One of the more interesting examples of birds eating insects that are normally avoided comes from the tanagers. Wasps and bees are avoided by most creatures—including humans and birds. But some tanagers specialize in catching bees and wasps. They hold them in the bill, then hit the stinger end on to a branch to remove it, then swallow the insect down. Although summer tanagers (the all-red tanager of the southern U.S. that only rarely is found in Maine) are the most well-known for this, scarlet tanagers (the black-winged species that commonly nests in Maine) also sometimes engage in this type of feeding behavior.
We hope you get to enjoy seeing some monarch butterflies this fall — and imagining a bird’s reaction to eating one!

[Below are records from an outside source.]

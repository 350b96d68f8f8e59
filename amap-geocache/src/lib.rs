//! A geocode cache that is persisted as a single JSON file.
//!
//! The file maps canonical addresses to `[lat, lng]` pairs.
//! It is read once on first access and rewritten completely
//! after every change (write-through).

use amap_core::{
    entities::*,
    repositories::{Error as RepoError, GeoCacheRepo},
};
use anyhow::anyhow;
use parking_lot::Mutex;
use serde_json::{Map, Value};
use std::{
    collections::{BTreeMap, HashMap},
    fs,
    io::{self, ErrorKind, Write},
    path::{Path, PathBuf},
};

pub const DEFAULT_FILE_NAME: &str = ".geocache.json";

/// Appended to the name of a cache file that could not be loaded.
pub const CORRUPT_FILE_SUFFIX: &str = ".corrupt";

type Entries = HashMap<CanonicalKey, MapPoint>;

#[derive(Debug)]
pub struct GeoCacheStore {
    path: PathBuf,
    // Loaded lazily on first access.
    entries: Mutex<Option<Entries>>,
}

impl GeoCacheStore {
    pub fn new<P: Into<PathBuf>>(path: P) -> Self {
        Self {
            path: path.into(),
            entries: Mutex::new(None),
        }
    }

    pub fn path(&self) -> &Path {
        &self.path
    }

    /// Returns a snapshot of all cached entries.
    pub fn load(&self) -> Entries {
        self.with_entries(|entries| entries.clone())
    }

    fn with_entries<T>(&self, f: impl FnOnce(&mut Entries) -> T) -> T {
        let mut locked = self.entries.lock();
        let entries = locked.get_or_insert_with(|| read_entries(&self.path));
        f(entries)
    }
}

impl GeoCacheRepo for GeoCacheStore {
    fn get_pos(&self, key: &CanonicalKey) -> Option<MapPoint> {
        self.with_entries(|entries| entries.get(key).copied())
    }

    fn put_pos(&self, key: CanonicalKey, pos: MapPoint) -> Result<(), RepoError> {
        if !pos.is_valid() {
            return Err(anyhow!("Invalid position of '{key}': {pos}").into());
        }
        // The lock is held while writing to serialize concurrent updates.
        self.with_entries(|entries| {
            entries.insert(key, pos);
            write_entries(&self.path, entries)
        })
        .map_err(|err| {
            log::warn!(
                "Unable to write geocode cache {}: {err}",
                self.path.display()
            );
            err.into()
        })
    }

    fn count_entries(&self) -> usize {
        self.with_entries(|entries| entries.len())
    }

    fn clear(&self) -> Result<(), RepoError> {
        self.with_entries(|entries| {
            entries.clear();
            write_entries(&self.path, entries)
        })?;
        Ok(())
    }
}

fn read_entries(path: &Path) -> Entries {
    let json = match fs::read_to_string(path) {
        Ok(json) => json,
        Err(err) => {
            if err.kind() == ErrorKind::NotFound {
                log::info!("No geocode cache found at {}", path.display());
            } else {
                log::warn!("Unable to read geocode cache {}: {err}", path.display());
                if path.is_file() {
                    move_aside(path);
                }
            }
            return Entries::new();
        }
    };
    let map = match serde_json::from_str::<Map<String, Value>>(&json) {
        Ok(map) => map,
        Err(err) => {
            log::warn!(
                "Ignoring corrupt geocode cache {}: {err}",
                path.display()
            );
            move_aside(path);
            return Entries::new();
        }
    };
    let entries: Entries = map
        .into_iter()
        .filter_map(|(key, value)| {
            let pos = parse_pos(&value);
            if pos.is_none() {
                log::warn!("Ignoring invalid geocode cache entry '{key}': {value}");
            }
            pos.map(|pos| (CanonicalKey::from(key), pos))
        })
        .collect();
    log::debug!(
        "Loaded {} entries from geocode cache {}",
        entries.len(),
        path.display()
    );
    entries
}

// Keeps an unloadable file for manual recovery,
// otherwise the next write would replace it.
fn move_aside(path: &Path) {
    let backup = corrupt_file_path(path);
    match fs::rename(path, &backup) {
        Ok(()) => log::warn!(
            "Moved unloadable geocode cache {} to {}",
            path.display(),
            backup.display()
        ),
        Err(err) => log::warn!(
            "Unable to move unloadable geocode cache {} aside: {err}",
            path.display()
        ),
    }
}

fn corrupt_file_path(path: &Path) -> PathBuf {
    let mut name = path.as_os_str().to_owned();
    name.push(CORRUPT_FILE_SUFFIX);
    PathBuf::from(name)
}

fn parse_pos(value: &Value) -> Option<MapPoint> {
    match value.as_array()?.as_slice() {
        [lat, lng] => MapPoint::try_from_lat_lng_deg(lat.as_f64()?, lng.as_f64()?),
        _ => None,
    }
}

// Replaces the file atomically, so a crash never
// leaves a partially written cache behind.
fn write_entries(path: &Path, entries: &Entries) -> io::Result<()> {
    let sorted: BTreeMap<&str, [f64; 2]> = entries
        .iter()
        .map(|(key, pos)| (key.as_str(), pos.to_lat_lng_array()))
        .collect();
    let dir = match path.parent() {
        Some(dir) if !dir.as_os_str().is_empty() => dir,
        _ => Path::new("."),
    };
    fs::create_dir_all(dir)?;
    let mut file = tempfile::NamedTempFile::new_in(dir)?;
    serde_json::to_writer_pretty(&mut file, &sorted)?;
    file.write_all(b"\n")?;
    file.as_file().sync_all()?;
    file.persist(path)?;
    Ok(())
}
use amap_core::{entities::MapBbox, usecases::DEFAULT_THROTTLE};
use amap_gateways::{
    mapbox::{self, MapboxSettings},
    nominatim::{self, NominatimSettings},
    Url,
};
use anyhow::{anyhow, Result};
use std::{
    env, fs,
    io::ErrorKind,
    path::{Path, PathBuf},
    time::Duration,
};

mod raw;

const DEFAULT_CONFIG_FILE_NAME: &str = "auctionmap.toml";

const ENV_NAME_MAPBOX_TOKEN: &str = "MAPBOX_TOKEN";
const ENV_NAME_GEOCACHE: &str = "AUCTIONMAP_GEOCACHE";

const DEFAULT_WORKERS: usize = 1;

#[derive(Debug)]
pub struct Config {
    pub geocache: Geocache,
    pub geocoding: Geocoding,
    pub session: Session,
}

impl Config {
    /// Loads the given file or `auctionmap.toml` from the working directory.
    ///
    /// Only a missing default file falls back to the built-in configuration.
    pub fn try_load_from_file_or_default<P: AsRef<Path>>(file_path: Option<P>) -> Result<Self> {
        let file_path: Option<&Path> = file_path.as_ref().map(|p| p.as_ref());
        let raw_config = match file_path {
            Some(file_path) => {
                let cfg_string = fs::read_to_string(file_path).map_err(|err| {
                    anyhow!("Unable to read configuration {}: {err}", file_path.display())
                })?;
                toml::from_str(&cfg_string)?
            }
            None => {
                log::info!("No configuration file specified. load {DEFAULT_CONFIG_FILE_NAME}");
                match fs::read_to_string(DEFAULT_CONFIG_FILE_NAME) {
                    Ok(cfg_string) => toml::from_str(&cfg_string)?,
                    Err(err) if err.kind() == ErrorKind::NotFound => {
                        log::info!(
                            "{DEFAULT_CONFIG_FILE_NAME} not found => load default configuration."
                        );
                        raw::Config::default()
                    }
                    Err(err) => return Err(err.into()),
                }
            }
        };
        Self::try_from_raw(raw_config, EnvOverrides::from_env())
    }

    fn try_from_raw(mut raw_config: raw::Config, overrides: EnvOverrides) -> Result<Self> {
        let EnvOverrides {
            mapbox_token,
            geocache_file,
        } = overrides;
        if let Some(token) = mapbox_token {
            raw_config
                .gateway
                .get_or_insert_with(Default::default)
                .mapbox
                .get_or_insert_with(Default::default)
                .token = Some(token);
        }
        let mut cfg = Self::try_from(raw_config)?;
        if let Some(file) = geocache_file {
            cfg.geocache.file = file;
        }
        Ok(cfg)
    }
}

#[derive(Debug, Default)]
struct EnvOverrides {
    mapbox_token: Option<String>,
    geocache_file: Option<PathBuf>,
}

impl EnvOverrides {
    fn from_env() -> Self {
        let non_empty = |name: &str| env::var(name).ok().filter(|v| !v.trim().is_empty());
        Self {
            mapbox_token: non_empty(ENV_NAME_MAPBOX_TOKEN),
            geocache_file: non_empty(ENV_NAME_GEOCACHE).map(PathBuf::from),
        }
    }
}

#[derive(Debug)]
pub struct Geocache {
    pub file: PathBuf,
}

#[derive(Debug)]
pub struct Geocoding {
    pub gateway: GeocodingGateway,
    /// Pause between two requests to a throttled gateway.
    pub throttle: Duration,
    pub workers: usize,
}

#[derive(Debug, Clone)]
pub enum GeocodingGateway {
    Mapbox(MapboxSettings),
    Nominatim(NominatimSettings),
}

#[derive(Debug)]
pub struct Session {
    /// Remembers the last processed report between runs.
    pub state_file: PathBuf,
}

impl TryFrom<raw::Config> for Config {
    type Error = anyhow::Error;
    fn try_from(from: raw::Config) -> Result<Self> {
        let raw::Config {
            geocache,
            geocoding,
            gateway,
            session,
        } = from;

        let raw::Geocache { file } = geocache.unwrap_or_default();
        let geocache = Geocache { file };

        let raw::Geocoding {
            gateway: gateway_name,
            throttle,
            workers,
        } = geocoding.unwrap_or_default();
        let workers = workers.unwrap_or(DEFAULT_WORKERS);
        if workers == 0 {
            return Err(anyhow!("At least one geocoding worker is required"));
        }
        let raw::Gateway {
            mapbox: raw_mapbox,
            nominatim: raw_nominatim,
        } = gateway.unwrap_or_default();
        let mapbox = mapbox_settings(raw_mapbox.unwrap_or_default())?;
        let gateway_name = gateway_name.unwrap_or_else(|| {
            if mapbox.token.is_some() {
                raw::GeocodingGateway::Mapbox
            } else {
                raw::GeocodingGateway::Nominatim
            }
        });
        let gateway = match gateway_name {
            raw::GeocodingGateway::Mapbox => GeocodingGateway::Mapbox(mapbox),
            raw::GeocodingGateway::Nominatim => GeocodingGateway::Nominatim(
                nominatim_settings(raw_nominatim.unwrap_or_default())?,
            ),
        };
        let geocoding = Geocoding {
            gateway,
            throttle: throttle.unwrap_or(DEFAULT_THROTTLE),
            workers,
        };

        let raw::Session { state_file } = session.unwrap_or_default();
        let session = Session { state_file };

        Ok(Self {
            geocache,
            geocoding,
            session,
        })
    }
}

fn mapbox_settings(from: raw::Mapbox) -> Result<MapboxSettings> {
    let raw::Mapbox {
        token,
        base_url,
        country,
        bbox,
        timeout,
    } = from;
    let base_url = parse_base_url(base_url, mapbox::DEFAULT_BASE_URL)?;
    let bbox = bbox
        .map(|bbox| {
            bbox.parse::<MapBbox>()
                .map_err(|err| anyhow!("Invalid Mapbox bbox '{bbox}': {err}"))
        })
        .transpose()?;
    Ok(MapboxSettings {
        token: token.filter(|t| !t.trim().is_empty()),
        base_url,
        country,
        bbox,
        timeout: timeout.unwrap_or(mapbox::DEFAULT_TIMEOUT),
    })
}

fn nominatim_settings(from: raw::Nominatim) -> Result<NominatimSettings> {
    let raw::Nominatim {
        base_url,
        country,
        user_agent,
        timeout,
    } = from;
    let base_url = parse_base_url(base_url, nominatim::DEFAULT_BASE_URL)?;
    Ok(NominatimSettings {
        base_url,
        country,
        user_agent,
        timeout: timeout.unwrap_or(nominatim::DEFAULT_TIMEOUT),
    })
}

fn parse_base_url(url: Option<String>, default_url: &str) -> Result<Url> {
    let url = url.as_deref().unwrap_or(default_url);
    url.parse()
        .map_err(|err| anyhow!("Invalid base URL '{url}': {err}"))
}
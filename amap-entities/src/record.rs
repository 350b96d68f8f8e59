use crate::{address::CanonicalKey, geo::MapPoint};
use serde::{Deserialize, Serialize};
use serde_json::{Map, Value};

pub const FIELD_ADDRESS: &str = "address";
pub const FIELD_CITY_STATE_ZIP: &str = "cityStateZip";

// Coordinate field names in order of precedence.
const COORD_FIELD_PAIRS: [(&str, &str); 2] = [("lat", "lng"), ("latitude", "longitude")];

/// A single scraped auction record.
///
/// The record is treated as opaque apart from its address
/// fields and optional pre-supplied coordinates. All other
/// fields are carried through untouched.
#[derive(Debug, Clone, Default, PartialEq, Serialize, Deserialize)]
#[serde(transparent)]
pub struct AuctionRecord(Map<String, Value>);

impl AuctionRecord {
    pub const fn new(fields: Map<String, Value>) -> Self {
        Self(fields)
    }

    pub fn fields(&self) -> &Map<String, Value> {
        &self.0
    }

    pub fn address(&self) -> Option<&str> {
        self.text_field(FIELD_ADDRESS)
    }

    pub fn city_state_zip(&self) -> Option<&str> {
        self.text_field(FIELD_CITY_STATE_ZIP)
    }

    /// Coordinates that have been delivered together with the record.
    ///
    /// Only a complete and valid pair counts, everything else
    /// is treated as missing.
    pub fn supplied_pos(&self) -> Option<MapPoint> {
        let (lat_field, lng_field) = COORD_FIELD_PAIRS
            .into_iter()
            .find(|(lat, lng)| self.0.contains_key(*lat) && self.0.contains_key(*lng))?;
        let lat = self.0.get(lat_field).and_then(coord_value)?;
        let lng = self.0.get(lng_field).and_then(coord_value)?;
        MapPoint::try_from_lat_lng_deg(lat, lng)
    }

    fn text_field(&self, name: &str) -> Option<&str> {
        match self.0.get(name)? {
            Value::String(s) => Some(s.as_str()),
            _ => None,
        }
    }
}

impl From<Map<String, Value>> for AuctionRecord {
    fn from(from: Map<String, Value>) -> Self {
        Self(from)
    }
}

fn coord_value(v: &Value) -> Option<f64> {
    match v {
        Value::Number(n) => n.as_f64(),
        Value::String(s) => s.trim().parse().ok(),
        _ => None,
    }
}

/// Where the position of a resolved record came from.
#[derive(Debug, Clone, Copy, PartialEq, Eq)]
pub enum PosSource {
    /// Delivered together with the record.
    Supplied,
    /// Found in the geocode cache.
    Cache,
    /// Resolved by a geocoding service during the current batch.
    Geocoder,
}

/// An auction record enriched with its lookup key and position.
#[derive(Debug, Clone, PartialEq)]
pub struct ResolvedRecord {
    pub record: AuctionRecord,
    pub key: CanonicalKey,
    pub pos: Option<(MapPoint, PosSource)>,
}

impl ResolvedRecord {
    pub fn is_mapped(&self) -> bool {
        self.pos.is_some()
    }

    pub fn map_point(&self) -> Option<MapPoint> {
        self.pos.map(|(pos, _)| pos)
    }
}
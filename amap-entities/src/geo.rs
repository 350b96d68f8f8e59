use std::{fmt, str::FromStr};
use thiserror::Error;

const LAT_DEG_MIN: f64 = -90.0;
const LAT_DEG_MAX: f64 = 90.0;
const LNG_DEG_MIN: f64 = -180.0;
const LNG_DEG_MAX: f64 = 180.0;

/// A geographic position in degrees (WGS84).
#[derive(Debug, Clone, Copy, PartialEq)]
pub struct MapPoint {
    lat: f64,
    lng: f64,
}

impl MapPoint {
    /// Creates a point without any validation.
    ///
    /// Prefer [`MapPoint::try_from_lat_lng_deg`] for values
    /// that originate from external sources.
    pub const fn from_lat_lng_deg(lat: f64, lng: f64) -> Self {
        Self { lat, lng }
    }

    pub fn try_from_lat_lng_deg(lat: f64, lng: f64) -> Option<Self> {
        let pos = Self::from_lat_lng_deg(lat, lng);
        pos.is_valid().then_some(pos)
    }

    pub const fn lat(&self) -> f64 {
        self.lat
    }

    pub const fn lng(&self) -> f64 {
        self.lng
    }

    pub fn is_valid(&self) -> bool {
        self.lat.is_finite()
            && self.lng.is_finite()
            && (LAT_DEG_MIN..=LAT_DEG_MAX).contains(&self.lat)
            && (LNG_DEG_MIN..=LNG_DEG_MAX).contains(&self.lng)
    }

    /// The coordinate pair as stored in the geocode cache.
    pub const fn to_lat_lng_array(self) -> [f64; 2] {
        [self.lat, self.lng]
    }
}

impl fmt::Display for MapPoint {
    fn fmt(&self, f: &mut fmt::Formatter) -> fmt::Result {
        write!(f, "{},{}", self.lat, self.lng)
    }
}

/// A rectangular area bounded by its south-west and north-east corners.
#[derive(Debug, Clone, Copy, PartialEq)]
pub struct MapBbox {
    sw: MapPoint,
    ne: MapPoint,
}

impl MapBbox {
    pub const fn new(sw: MapPoint, ne: MapPoint) -> Self {
        Self { sw, ne }
    }

    pub fn is_valid(&self) -> bool {
        self.sw.is_valid() && self.ne.is_valid() && self.sw.lat() <= self.ne.lat()
    }

    pub fn contains_point(&self, pos: MapPoint) -> bool {
        let lat_ok = pos.lat() >= self.sw.lat() && pos.lat() <= self.ne.lat();
        let lng_ok = if self.sw.lng() <= self.ne.lng() {
            pos.lng() >= self.sw.lng() && pos.lng() <= self.ne.lng()
        } else {
            // crosses the antimeridian
            pos.lng() >= self.sw.lng() || pos.lng() <= self.ne.lng()
        };
        lat_ok && lng_ok
    }
}

#[derive(Debug, Error, PartialEq, Eq)]
pub enum BboxParseError {
    #[error("Expected 4 comma separated numbers: min_lng,min_lat,max_lng,max_lat")]
    Format,
    #[error("Bounding box is invalid")]
    Invalid,
}

/// Parses the `min_lng,min_lat,max_lng,max_lat` notation
/// that is used by most geocoding services.
impl FromStr for MapBbox {
    type Err = BboxParseError;
    fn from_str(s: &str) -> Result<Self, Self::Err> {
        let c = s
            .split(',')
            .map(|x| x.trim().parse::<f64>())
            .collect::<Result<Vec<_>, _>>()
            .map_err(|_| BboxParseError::Format)?;
        if c.len() != 4 {
            return Err(BboxParseError::Format);
        }
        let bbox = Self::new(
            MapPoint::from_lat_lng_deg(c[1], c[0]),
            MapPoint::from_lat_lng_deg(c[3], c[2]),
        );
        if !bbox.is_valid() {
            return Err(BboxParseError::Invalid);
        }
        Ok(bbox)
    }
}

impl fmt::Display for MapBbox {
    fn fmt(&self, f: &mut fmt::Formatter) -> fmt::Result {
        write!(
            f,
            "{},{},{},{}",
            self.sw.lng(),
            self.sw.lat(),
            self.ne.lng(),
            self.ne.lat()
        )
    }
}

Jeffrey V. Wells, Ph.D., is a Fellow of the Cornell Lab of Ornithology. Dr. Wells is one of the nation's leading bird experts and conservation biologists and author of the “Birder’s Conservation Handbook.” His grandfather, the late John Chase, was a columnist for the Boothbay Register for many years. Allison Childs Wells, formerly of the Cornell Lab of Ornithology, is a senior director at the Natural Resources Council of Maine, a nonprofit membership organization working statewide to protect the nature of Maine. Both are widely published natural history writers and are the authors of the book, “Maine’s Favorite Birds” and the just-released “Birds of Aruba, Bonaire, and Curaçao” from Cornell University Press.